In any case, just like the 18650 version, the driver is an odd size and will be hard to replace. I guess that’s the tradeoff for being smaller than almost every other light in its class.

Interesting that I stumble across this right after ordering an XP-E2 Blue emitter.

Can a BLFTiny10 be used with one or two 7135 chips? Adaptation would be necessary to attain the 14mm circumference, but this should be doable. This would require Li-ion of course.

Would this light be a likely candidate for the Blue emitter? I think it has a 1.1A max drive current, I’m wanting it in a low level application for checking maps and such in the car at night while on the road.

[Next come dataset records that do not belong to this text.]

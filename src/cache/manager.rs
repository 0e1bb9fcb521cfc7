//! Fetch interception across the static, api and offline tiers.

use chrono::{DateTime, Utc};
use color_eyre::{eyre::eyre, Result};
use futures::future::{join_all, try_join_all};
use serde::Serialize;
use std::sync::Arc;
use tracing::{debug, info, warn};

use super::classify::{Classifier, ResourceClass};
use super::fallback::{offline_payload, queued_response, OFFLINE_HTML};
use super::store::{parse_shadow_url, CacheEntry, CacheStorage};
use super::tiers::{CacheTiers, Tier};
use crate::http::{FetchRequest, FetchResponse, SERVED_FROM_HEADER};
use crate::network::{Connectivity, Network};
use crate::queue::OfflineQueue;

/// What to cache and how to classify requests, with all URLs already absolute.
#[derive(Debug, Clone)]
pub struct CacheSettings {
  pub tiers: CacheTiers,
  pub api_prefix: String,
  pub static_extensions: Vec<String>,
  /// Always part of the mandatory precache set; stored in the offline tier
  pub offline_page: String,
  /// Install fails if any of these cannot be fetched
  pub precache_required: Vec<String>,
  /// Best effort
  pub precache_optional: Vec<String>,
}

#[derive(Debug, Clone, Serialize)]
pub struct InstallReport {
  pub version: String,
  pub required: usize,
  pub optional_cached: usize,
  pub optional_failed: Vec<String>,
}

/// Answer to `GET_CACHE_STATUS`.
#[derive(Debug, Clone, PartialEq, Eq)]
pub struct CacheStatus {
  pub url: String,
  pub is_from_cache: bool,
  pub cache_date: Option<DateTime<Utc>>,
}

/// Decides, per intercepted request, whether the cache or the network answers.
pub struct CacheTierManager<S: CacheStorage> {
  storage: Arc<S>,
  network: Arc<dyn Network>,
  queue: OfflineQueue,
  connectivity: Connectivity,
  classifier: Classifier,
  settings: CacheSettings,
}

impl<S: CacheStorage> CacheTierManager<S> {
  pub fn new(
    storage: S,
    network: Arc<dyn Network>,
    queue: OfflineQueue,
    connectivity: Connectivity,
    settings: CacheSettings,
  ) -> Self {
    let precached_paths: Vec<String> = settings
      .precache_required
      .iter()
      .chain(settings.precache_optional.iter())
      .map(|url| FetchRequest::get(url.clone()).path())
      .collect();
    let classifier = Classifier::new(
      &settings.api_prefix,
      &settings.static_extensions,
      &precached_paths,
    );

    Self {
      storage: Arc::new(storage),
      network,
      queue,
      connectivity,
      classifier,
      settings,
    }
  }

  pub fn tiers(&self) -> &CacheTiers {
    &self.settings.tiers
  }

  pub fn storage(&self) -> &S {
    &self.storage
  }

  pub fn network(&self) -> &Arc<dyn Network> {
    &self.network
  }

  pub fn queue(&self) -> &OfflineQueue {
    &self.queue
  }

  pub fn connectivity(&self) -> &Connectivity {
    &self.connectivity
  }

  fn store(&self, tier: Tier) -> String {
    self.settings.tiers.store_name(tier)
  }

  /// Pre-warm the current version's stores.
  ///
  /// The mandatory set is fetched completely before anything is written, so a
  /// failed install leaves no partial mandatory content behind.
  pub async fn install(&self) -> Result<InstallReport> {
    let version = self.settings.tiers.version().to_string();
    info!(version = %version, "installing cache version");

    for name in self.settings.tiers.current_names() {
      self.storage.open_store(&name)?;
    }

    let mut required_urls = self.settings.precache_required.clone();
    if !required_urls.contains(&self.settings.offline_page) {
      required_urls.push(self.settings.offline_page.clone());
    }

    let fetched = try_join_all(required_urls.into_iter().map(|url| async move {
      let response = self
        .network
        .fetch(&FetchRequest::get(url.clone()))
        .await
        .map_err(|e| eyre!("Failed to precache {}: {}", url, e))?;
      if !response.is_success() {
        return Err(eyre!(
          "Failed to precache {}: status {}",
          url,
          response.status
        ));
      }
      Ok::<_, color_eyre::Report>((url, response))
    }))
    .await?;

    for (url, response) in &fetched {
      let tier = if *url == self.settings.offline_page {
        Tier::Offline
      } else {
        Tier::Static
      };
      self.storage.put(&self.store(tier), "GET", url, response)?;
    }

    let mut optional_cached = 0;
    let mut optional_failed = Vec::new();
    let optional = join_all(self.settings.precache_optional.iter().map(|url| async move {
      (url, self.network.fetch(&FetchRequest::get(url.clone())).await)
    }))
    .await;

    for (url, result) in optional {
      match result {
        Ok(response) if response.is_success() => {
          match self.storage.put(&self.store(Tier::Static), "GET", url, &response) {
            Ok(()) => optional_cached += 1,
            Err(e) => {
              warn!(url = %url, error = %e, "failed to store optional precache entry");
              optional_failed.push(url.clone());
            }
          }
        }
        Ok(response) => {
          warn!(url = %url, status = response.status, "optional precache skipped");
          optional_failed.push(url.clone());
        }
        Err(e) => {
          warn!(url = %url, error = %e, "optional precache skipped");
          optional_failed.push(url.clone());
        }
      }
    }

    info!(
      version = %version,
      required = fetched.len(),
      optional = optional_cached,
      "cache version installed"
    );

    Ok(InstallReport {
      version,
      required: fetched.len(),
      optional_cached,
      optional_failed,
    })
  }

  /// Delete every store that does not belong to the current version.
  ///
  /// Returns the names of the deleted stores. Running it again is a no-op.
  pub fn activate(&self) -> Result<Vec<String>> {
    let mut deleted = Vec::new();

    for name in self.storage.store_names()? {
      if self.settings.tiers.is_current(&name) {
        continue;
      }
      if self.storage.delete_store(&name)? {
        info!(store = %name, "deleted stale cache store");
        deleted.push(name);
      }
    }

    for name in self.settings.tiers.current_names() {
      self.storage.open_store(&name)?;
    }

    Ok(deleted)
  }

  /// Drop the given tiers. They are recreated lazily on the next write.
  pub fn purge(&self, tiers: &[Tier]) -> Result<Vec<String>> {
    let mut purged = Vec::new();
    for tier in tiers {
      let name = self.store(*tier);
      if self.storage.delete_store(&name)? {
        purged.push(name);
      }
    }
    info!(stores = ?purged, "purged cache tiers");
    Ok(purged)
  }

  pub fn cache_status(&self, url: &str) -> Result<CacheStatus> {
    let api = self.store(Tier::Api);

    if let Some(shadow) = self.storage.latest_shadow(&api, "GET", url)? {
      let cache_date = parse_shadow_url(&shadow.url)
        .map(|(_, at)| at)
        .unwrap_or(shadow.inserted_at);
      return Ok(CacheStatus {
        url: url.to_string(),
        is_from_cache: true,
        cache_date: Some(cache_date),
      });
    }

    for tier in [Tier::Api, Tier::Static, Tier::Offline] {
      if let Some(entry) = self.storage.get(&self.store(tier), "GET", url)? {
        return Ok(CacheStatus {
          url: url.to_string(),
          is_from_cache: true,
          cache_date: Some(entry.inserted_at),
        });
      }
    }

    Ok(CacheStatus {
      url: url.to_string(),
      is_from_cache: false,
      cache_date: None,
    })
  }

  /// Answer one intercepted request.
  pub async fn handle_fetch(&self, request: &FetchRequest) -> Result<FetchResponse> {
    let class = self.classifier.classify(request);
    debug!(method = %request.method, url = %request.url, ?class, "intercepted fetch");

    match class {
      ResourceClass::StaticAsset => self.cache_first(request).await,
      ResourceClass::Navigation => self.navigate(request).await,
      ResourceClass::ApiRead => self.network_first(request).await,
      ResourceClass::Mutation => self.mutate(request).await,
      ResourceClass::Passthrough => self.network.fetch(request).await,
    }
  }

  /// Read failures are treated as misses.
  fn lookup(&self, store: &str, method: &str, url: &str) -> Option<CacheEntry> {
    match self.storage.get(store, method, url) {
      Ok(entry) => entry,
      Err(e) => {
        warn!(store = %store, url = %url, error = %e, "cache read failed");
        None
      }
    }
  }

  fn populate(&self, tier: Tier, request: &FetchRequest, response: &FetchResponse) {
    if let Err(e) = self
      .storage
      .put(&self.store(tier), &request.method, &request.url, response)
    {
      warn!(url = %request.url, error = %e, "failed to populate cache");
    }
  }

  async fn cache_first(&self, request: &FetchRequest) -> Result<FetchResponse> {
    if let Some(entry) = self.lookup(&self.store(Tier::Static), &request.method, &request.url) {
      debug!(url = %request.url, "static cache hit");
      return Ok(entry.to_response());
    }

    let response = self.network.fetch(request).await?;
    if response.is_success() {
      self.populate(Tier::Static, request, &response);
    }
    Ok(response)
  }

  async fn navigate(&self, request: &FetchRequest) -> Result<FetchResponse> {
    match self.network.fetch(request).await {
      Ok(response) => {
        if response.is_success() {
          self.populate(Tier::Static, request, &response);
        }
        Ok(response)
      }
      Err(e) => {
        debug!(url = %request.url, error = %e, "navigation failed, falling back to cache");

        if let Some(entry) = self.lookup(&self.store(Tier::Static), &request.method, &request.url) {
          return Ok(entry.to_response());
        }
        if let Some(entry) = self.lookup(&self.store(Tier::Offline), "GET", &self.settings.offline_page)
        {
          return Ok(entry.to_response());
        }
        Ok(FetchResponse::html(503, OFFLINE_HTML))
      }
    }
  }

  async fn network_first(&self, request: &FetchRequest) -> Result<FetchResponse> {
    let store = self.store(Tier::Api);

    match self.network.fetch(request).await {
      Ok(response) => {
        if response.is_success() {
          if let Err(e) = self.storage.put_with_shadow(
            &store,
            &request.method,
            &request.url,
            &response,
            Utc::now(),
          ) {
            warn!(url = %request.url, error = %e, "failed to cache api response");
          }
        }
        Ok(response)
      }
      Err(e) => match self.lookup(&store, &request.method, &request.url) {
        Some(entry) => {
          debug!(url = %request.url, error = %e, "serving api response from cache");
          Ok(entry.to_response().with_header(SERVED_FROM_HEADER, "cache"))
        }
        None => {
          debug!(url = %request.url, error = %e, "offline with no cached api response");
          Ok(offline_payload())
        }
      },
    }
  }

  async fn mutate(&self, request: &FetchRequest) -> Result<FetchResponse> {
    if self.connectivity.is_online() {
      return self.network.fetch(request).await;
    }

    match self.network.fetch(request).await {
      Ok(response) => Ok(response),
      Err(e) => {
        debug!(method = %request.method, url = %request.url, error = %e, "diverting mutation to offline queue");
        let queued = self.queue.enqueue(request)?;
        Ok(queued_response(&queued.id))
      }
    }
  }
}
//! The transport seam and the online/offline signal.

use async_trait::async_trait;
use color_eyre::{eyre::eyre, Result};
use reqwest::Method;
use std::sync::Arc;
use tokio::sync::watch;

use crate::http::{FetchRequest, FetchResponse};

/// Something that can carry a request to the origin.
///
/// `Err` means the request never produced a response (DNS, refused, reset...).
/// HTTP error statuses are returned as `Ok` responses.
#[async_trait]
pub trait Network: Send + Sync {
  async fn fetch(&self, request: &FetchRequest) -> Result<FetchResponse>;
}

/// Network transport backed by reqwest.
#[derive(Clone)]
pub struct HttpNetwork {
  client: reqwest::Client,
}

impl HttpNetwork {
  pub fn new() -> Result<Self> {
    let client = reqwest::Client::builder()
      .user_agent(concat!("weatherproof/", env!("CARGO_PKG_VERSION")))
      .build()
      .map_err(|e| eyre!("Failed to build HTTP client: {}", e))?;

    Ok(Self { client })
  }
}

#[async_trait]
impl Network for HttpNetwork {
  async fn fetch(&self, request: &FetchRequest) -> Result<FetchResponse> {
    let method = Method::from_bytes(request.method.as_bytes())
      .map_err(|e| eyre!("Invalid method {}: {}", request.method, e))?;

    let mut builder = self.client.request(method, &request.url);
    for (name, value) in &request.headers {
      builder = builder.header(name, value);
    }
    if let Some(body) = &request.body {
      builder = builder.body(body.clone());
    }

    let response = builder
      .send()
      .await
      .map_err(|e| eyre!("{} {} failed: {}", request.method, request.url, e))?;

    let status = response.status().as_u16();
    let mut fetched = FetchResponse::new(status, Vec::new());
    for (name, value) in response.headers() {
      if let Ok(value) = value.to_str() {
        fetched = fetched.with_header(name.as_str(), value);
      }
    }

    let body = response
      .bytes()
      .await
      .map_err(|e| eyre!("Failed to read body of {}: {}", request.url, e))?;
    fetched.body = body.to_vec();

    Ok(fetched)
  }
}

/// Shared online/offline flag, the equivalent of `navigator.onLine` plus its events.
#[derive(Clone)]
pub struct Connectivity {
  tx: Arc<watch::Sender<bool>>,
}

impl Connectivity {
  pub fn new(online: bool) -> Self {
    let (tx, _rx) = watch::channel(online);
    Self { tx: Arc::new(tx) }
  }

  pub fn is_online(&self) -> bool {
    *self.tx.borrow()
  }

  /// Update the flag. Returns true if the value changed.
  pub fn set_online(&self, online: bool) -> bool {
    self.tx.send_if_modified(|current| {
      if *current == online {
        false
      } else {
        *current = online;
        true
      }
    })
  }

  pub fn subscribe(&self) -> watch::Receiver<bool> {
    self.tx.subscribe()
  }
}

impl Default for Connectivity {
  fn default() -> Self {
    Self::new(true)
  }
}

/// A transport that fails fast whenever `connectivity` reports offline.
pub struct GatedNetwork {
  inner: Arc<dyn Network>,
  connectivity: Connectivity,
}

impl GatedNetwork {
  pub fn new(inner: Arc<dyn Network>, connectivity: Connectivity) -> Self {
    Self {
      inner,
      connectivity,
    }
  }
}

#[async_trait]
impl Network for GatedNetwork {
  async fn fetch(&self, request: &FetchRequest) -> Result<FetchResponse> {
    if !self.connectivity.is_online() {
      return Err(eyre!("Offline: {} {} not sent", request.method, request.url));
    }
    self.inner.fetch(request).await
  }
}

Oh, err, I didn’t realize that it had no EEPROM! I see that now. Glancing at the datasheet, it has no non-volatile memory which the firmware (our program) is able to write to. 1 capacitor could easily give 2 modes based on offtime, but I don’t know that the ADCs can be juggled quickly enough to manage 2 capacitors for a 3 mode firmware based on offtime timing.

The ATtiny13A is available in a 10M1 (DFN-10 I think) package which is small enough to fit in the space allotted, but will not fit the pinout at all. A new PCB would be required.

About the BLFTiny10, I have no idea. I haven’t researched that driver yet.

For a blue emitter though… why not? You could do a simple emitter swap and use the stock driver with an Eneloop. The output level spacing should be similar to what I posted in the OP, though I don’t know how many lumens 100% would be.

The thing I’m confused about is why you would want to use a blue light for reading maps while driving. A red light would be much easier on your night vision.